Prescriptive easements can come about through simple situations. For example, a person crosses a portion of your land without your permission every weekday on his/her way to and from work. After 21 years, you put up a fence that says “no trespassing,” yet said person continues to cross. Unfortunately, by law, you acquiesced to that person’s use of the land and, at the 20th year, that person now has a right to use what they have enjoyed uninterrupted for 21 years. It is a limited right; the person cannot exclude the landowner or anyone else, but can enjoy that particular use. It even applies should you decide to purchase a parcel of land that already contains a prescriptive easement.
Nationwide Financial purchased a parcel of land and found that the owners of the next parcel overused the northwest corner as a driveway. Both parcels would be landlocked absent a gravel road easement. Michael and Laura Pobuda bought their home 18 years prior to Nationwide’s purchase and 21 years prior to Nationwide’s suit. The landowner prior to the Pobudas lived for 15 years on the same property and used the northwest corner of present-day Nationwide’s land. The Pobudas and previous landowners never sought permission for the use of the northwest corner. Nationwide sought a judgment from the court that the Pobudas’ use of its land represents an unlawful trespass. The Pobudas asserted that they had a prescriptive easement; Nationwide disagreed.
Both the circuit court and the appellate court agreed with Nationwide, focusing on the exclusivity element.
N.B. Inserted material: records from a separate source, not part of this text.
//! Story, scenario and step lifecycle.
//!
//! A [`StepRunner`] is built once from a [`RunnerConfig`] and shared by every
//! scenario of a story. All mutable state lives in the [`StoryContext`] and
//! [`ScenarioContext`] values it hands out, so a runner can serve several
//! scenarios at once.
//!
//! Each step follows the same sequence:
//!
//! 1. The inline table, if any, is split from the description and parsed.
//!    A malformed table, or a table step without one, fails here before any
//!    event is emitted. The failure is still recorded on the scenario.
//! 2. In fail-fast mode a scenario that already failed reports the step as
//!    skipped and stops.
//! 3. `step_started` is emitted, the table rows are projected and the action
//!    runs, retried under the step's [`RetryPolicy`](crate::RetryPolicy).
//! 4. A failure that is not [`Fatal`](crate::Fatal) is offered to the
//!    runner-level error handlers, then to the step's own. An absorbed
//!    failure is reported as a success.
//! 5. Otherwise `step_failed` is emitted and the failure recorded. Fail-fast
//!    mode returns it; accumulate mode returns [`StepOutcome::Failed`] and
//!    keeps going.

mod context;
mod options;
mod scenario;

use std::fmt;
use std::fs;
use std::panic::{self, AssertUnwindSafe};
use std::sync::Arc;

use inline_gherkin_table::{HeaderOverrides, ParsedStep, Table, TableMapper, parse_step, strip_table};

use crate::config::{FailureMode, RunnerConfig, StoryConfig};
use crate::error::{ActionResult, ConfigError, RunnerError, StepError, StepFailure};
use crate::handler::{ErrorHandler, ErrorHandlerChain};
use crate::keyword::{StepKeyword, StepType};
use crate::listener::{self, Listener, ListenerBus, ScenarioEvent, StepEvent, StoryEvent};
use crate::panic::panic_message;
use crate::retry::{Attempts, run_eventually};
use crate::story::{Narrative, StoryId};

pub use context::{ScenarioContext, StoryContext};
pub use options::StepOptions;
pub use scenario::Scenario;

/// How a step ended, when it did not end the scenario.
#[derive(Debug, Clone, Copy, PartialEq, Eq)]
pub enum StepOutcome {
    /// The action passed.
    Passed {
        /// Attempts made, including the passing one.
        attempts: u32,
    },
    /// The action failed and an error handler absorbed the failure.
    Absorbed {
        /// Attempts made.
        attempts: u32,
    },
    /// The action failed; the scenario records the failure and continues.
    Failed {
        /// Attempts made.
        attempts: u32,
    },
    /// The step did not run because the scenario already failed.
    Skipped,
}

impl StepOutcome {
    /// Returns `true` for passed and absorbed steps.
    #[must_use]
    pub fn is_success(&self) -> bool {
        matches!(self, Self::Passed { .. } | Self::Absorbed { .. })
    }
}

/// Executes stories, scenarios and steps, reporting to listeners.
///
/// # Examples
///
/// ```
/// use inline_gherkin::{RunnerConfig, StepRunner, StoryId, scenario_title};
///
/// # fn main() -> Result<(), Box<dyn std::error::Error>> {
/// let dir = tempfile::tempdir()?;
/// let config = RunnerConfig::default()
///     .with_base_dir(dir.path().to_string_lossy().into_owned())
///     .with_listeners(Vec::new());
/// let runner = StepRunner::new(config)?;
///
/// let mut story = runner.start_story(StoryId::new("Arithmetic", "demo/Arithmetic"), None);
/// runner.scenario(&mut story, "adding numbers", |s| {
///     let mut total = 0;
///     s.given("a total of 1", || {
///         total = 1;
///         Ok(())
///     })?;
///     s.when("2 is added", || {
///         total += 2;
///         Ok(())
///     })?;
///     s.then("the total is 3", || {
///         assert_eq!(total, 3);
///         Ok(())
///     })?;
///     Ok(())
/// })?;
/// assert_eq!(story.passed(), 1);
/// runner.end_story(story)?;
/// # Ok(())
/// # }
/// ```
#[derive(Debug)]
pub struct StepRunner {
    config: RunnerConfig,
    bus: ListenerBus,
    handlers: ErrorHandlerChain,
}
They characterize exclusive as depriving the owner of all use and found that the Pobudas did not fulfill that requirement. Therefore their claim failed. The Illinois Supreme Court disagreed and found that exclusive use does not need to deprive the owner of use, but only that the right of the person asserting the easement does not depend upon a like right in others. In other words, the Pobudas use of the land was not subject to permission or other rights.
Nationwide also argued that the use was not adverse but, rather, a neighborly courtesy extended from one the previous owners, long ago. While the theory is sound, the neighborly courtesy is a form of permission which would defeat an adverse claim, the facts do not support that theory in this case. ILSC found that the origin of the right of way lacked evidence to suggest it was permissive, in-fact, the origin of the right of way is unknown. The Court concluded that as a matter of law the Pobudas satisfied the elements of exclusivity and adversity necessary to establish a prescriptive easement claim.